Berceau de la Renaissance en Italie, capitale du Royaume d'Italie entre 1865 et 1870, inscrite sur la liste patrimoine mondial de l'Unesco, Florence présente une très grande richesse artistique (églises, musées, palais). Capitale de la Toscane, la puissante cité des Médicis cache des trésors artistiques de la Renaissance derrière la barrière de ses palais fortifiés ou de ses églises, où joue l'éclatante lumière d'Italie.
Sommaire |
Florence a été fondée pendant l'époque romaine, en 59 av. J.-C., près du fleuve Arno. Elle n'a été qu'une simple bourgade jusqu'au XIIe siècle, début de son essor économique et artistique qui dura jusqu'au XVIe siècle.

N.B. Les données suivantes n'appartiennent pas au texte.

//! The tool registry: a name-keyed table of thin URL-builder tools, each a unit struct
//! implementing `Tool`. Grounded on `app/tools/__init__.py`'s `register_all`, which wires
//! the same kind of flat list of independent tool modules into one `FastMCP` instance.

use crate::error::ToolError;
use crate::upstream::UpstreamClient;
use async_trait::async_trait;
use std::collections::HashMap;
use std::sync::Arc;

#[async_trait]
pub trait Tool: Send + Sync {
    fn name(&self) -> &'static str;

    fn description(&self) -> &'static str;

    async fn call(
        &self,
        client: &dyn UpstreamClient,
        arguments: &serde_json::Value,
        credential: Option<&str>,
    ) -> Result<serde_json::Value, ToolError>;
}

pub struct ToolRegistry {
    client: Arc<dyn UpstreamClient>,
    tools: HashMap<&'static str, Box<dyn Tool>>,
}

impl ToolRegistry {
    pub fn new(client: Arc<dyn UpstreamClient>) -> Self {
        Self {
            client,
            tools: HashMap::new(),
        }
    }

    pub fn register(&mut self, tool: Box<dyn Tool>) {
        self.tools.insert(tool.name(), tool);
    }

    /// The demonstrative handful this workspace ships, grounded one-for-one on
    /// `app/tools/*.py` modules.
    pub fn with_default_tools(client: Arc<dyn UpstreamClient>) -> Self {
        let mut registry = Self::new(client);
        registry.register(Box::new(crate::tools::current_stock_price::GetCurrentStockPrice));
        registry.register(Box::new(crate::tools::balance_sheets::GetBalanceSheets));
        registry.register(Box::new(crate::tools::cash_flow_statements::GetCashFlowStatements));
        registry.register(Box::new(crate::tools::intraday_historical_data::GetIntradayHistoricalData));
        registry.register(Box::new(crate::tools::stock_screener::StockScreener));
        registry
    }

    pub fn list(&self) -> Vec<ToolDescriptor> {
        let mut tools: Vec<ToolDescriptor> = self
            .tools
            .values()
            .map(|t| ToolDescriptor {
                name: t.name(),
                description: t.description(),
            })
            .collect();
        tools.sort_by_key(|t| t.name);
        tools
    }

    pub async fn call(
        &self,
        name: &str,
        arguments: &serde_json::Value,
        credential: Option<&str>,
    ) -> Result<serde_json::Value, ToolError> {
        let tool = self
            .tools
            .get(name)
            .ok_or_else(|| ToolError::UnknownTool(name.to_string()))?;
        tool.call(self.client.as_ref(), arguments, credential).await
    }
}

#[derive(Debug, Clone, serde::Serialize)]
pub struct ToolDescriptor {
    pub name: &'static str,
    pub description: &'static str,
}

/// Pull a required string field out of a tool's JSON arguments object.
pub(crate) fn required_str<'a>(arguments: &'a serde_json::Value, field: &str) -> Result<&'a str, ToolError> {
    arguments
        .get(field)
        .and_then(|v| v.as_str())
        .filter(|s| !s.is_empty())
        .ok_or_else(|| ToolError::InvalidArguments(format!("'{field}' is required")))
}

pub(crate) fn optional_str<'a>(arguments: &'a serde_json::Value, field: &str) -> Option<&'a str> {
    arguments.get(field).and_then(|v| v.as_str())
}

pub(crate) fn optional_u64(arguments: &serde_json::Value, field: &str, default: u64) -> u64 {
    arguments.get(field).and_then(|v| v.as_u64()).unwrap_or(default)
}

#[cfg(test)]
mod tests {
    use super::*;
    use crate::upstream::UpstreamClient;

    struct EchoClient;

    #[async_trait]
    impl UpstreamClient for EchoClient {
        async fn get_json(&self, path_and_query: &str, _credential: Option<&str>) -> serde_json::Value {
            serde_json::json!({ "echoed": path_and_query })
        }
    }

    #[tokio::test]
    async fn unknown_tool_is_reported() {
        let registry = ToolRegistry::new(Arc::new(EchoClient));
        let result = registry.call("does-not-exist", &serde_json::json!({}), None).await;
        assert!(matches!(result, Err(ToolError::UnknownTool(_))));
    }

    #[tokio::test]
    async fn default_tools_are_all_registered() {
        let registry = ToolRegistry::with_default_tools(Arc::new(EchoClient));
        let names: Vec<&str> = registry.list().into_iter().map(|t| t.name).collect();
        assert!(names.contains(&"get_current_stock_price"));
        assert!(names.contains(&"get_balance_sheets"));
        assert!(names.contains(&"get_cash_flow_statements"));
        assert!(names.contains(&"get_intraday_historical_data"));
        assert!(names.contains(&"stock_screener"));
    }
}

Du XIIe au XIVe siècle, Florence connaît de profonds bouleversements politiques et sociaux avec l'essor des riches familles de marchands groupées au sein du popolo, et le conflit entre les Guelfes et Gibelins qui partage l'Italie et Florence en deux. Ces deux processus accompagnent le développement de la commune qui, comme dans les autres villes de l'Italie septentrionale, désigne l'émergence de gouvernements autonomes qui ont acquis leur souveraineté après une lutte féroce débouchant sur la paix de Constance, octroyée par l'empereur Frédéric Ier en 1183. Les communes italiennes y ont acquis des droits souverains qui en faisaient de véritables cités-États.

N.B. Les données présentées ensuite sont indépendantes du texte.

//! Thin time helpers so TTL math lives in one place.

use std::time::{SystemTime, UNIX_EPOCH};

/// Current Unix timestamp in seconds.
pub fn now_unix() -> i64 {
    SystemTime::now()
        .duration_since(UNIX_EPOCH)
        .expect("system clock is before the Unix epoch")
        .as_secs() as i64
}

/// Seconds remaining until `expires_at`, clamped to a minimum of 1 so a Store entry
/// written right before it logically expires still gets a TTL rather than zero.
pub fn ttl_seconds(expires_at: i64) -> u64 {
    let remaining = expires_at - now_unix();
    remaining.max(1) as u64
}

pub fn is_expired(expires_at: i64) -> bool {
    now_unix() >= expires_at
}

#[cfg(test)]
mod tests {
    use super::*;

    #[test]
    fn ttl_seconds_never_returns_zero() {
        assert_eq!(ttl_seconds(now_unix() - 1000), 1);
    }

    #[test]
    fn is_expired_detects_past_timestamps() {
        assert!(is_expired(now_unix() - 1));
        assert!(!is_expired(now_unix() + 1000));
    }
}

La commune florentine naît environ un siècle après celle de Pise; elle est attestée dès 1081. Faut-il voir là l'absence d'une noblesse urbaine qui créait les premières communes partout en Italie ? En tout cas, le popolo des marchands cherche rapidement à faire partie des instances de la commune : le conseil exécutif du consulat, puis du podestat, une assemblée délibérative qui aura plusieurs noms. Florence connaît le combat des factions, avec les Gibelins qui triomphent dans les années 1240, avec le vicaire impérial Frédéric d'Antioche, bâtard de l'empereur Frédéric II. Les Guelfes sont au pouvoir en 1250 puis en 1266, quand ils prennent Florence avec l'appui de Charles d'Anjou, frère du roi de France appelé comme roi de Naples par le pape. Ces Guelfes sont soutenus par le popolo : ils créent la charge de capitaine du peuple en 1250, puis élaborent une nouvelle forme institutionnelle, la seigneurie, en 1282 : un conseil de prieurs, appartenant aux corporations des marchands, les fameux 7 arts majeurs des Arti (laine, draps, changeurs, juges et notaires, etc.), auxquels sont juxtaposés un gonfalonier de justice et des gonfalons (étendards) de quartiers, et ce alors que le podestat et le capitaine du peuple continuent d'exister. La faction guelfe se structure, reçoit même, pour les gérer, les biens des 4 000 Gibelins qui ont fui la ville. Dans les années 1290, les lois anti-magnatices entrent en vigueur : c'est la revanche des corporations de marchands qui interdisent aux nobles l'accès aux charges et limitent la taille des tours qu'ils avaient érigées.
Au début du XIVe siècle, Florence expérimente, tout comme les autres villes d'Italie (ex. les Della Scala à Vérone à partir de 1273), les seigneuries personnelles : Charles de Calabre la gouverne en 1323, suivi par le duc d'Athènes en 1343. Florence connaît une véritable crise au milieu du XIVe siècle : révolte du peuple, faillite des Peruzzi (grande banque) en 1343, peste noire qui fait disparaître la moitié de la population de la ville en 1348.
La ville est ensuite dominée par différents clans qui se disputent le pouvoir. En 1434, ce sont les Médicis qui deviennent maîtres de la ville. En 1569, Florence devient la capitale du grand-duché de Toscane. La ville garde de cette époque de nombreux monuments, dont l'église San Miniato al Monte (1018), l'église Santa Maria Novella, l'église Santa Croce, la cathédrale Santa Maria del Fiore (il Duomo, dont la coupole est réalisée par l'architecte Brunelleschi), abritant des œuvres de Giotto, Donatello ou encore Michel-Ange (voir les renvois sur tous ces monuments classés par genre).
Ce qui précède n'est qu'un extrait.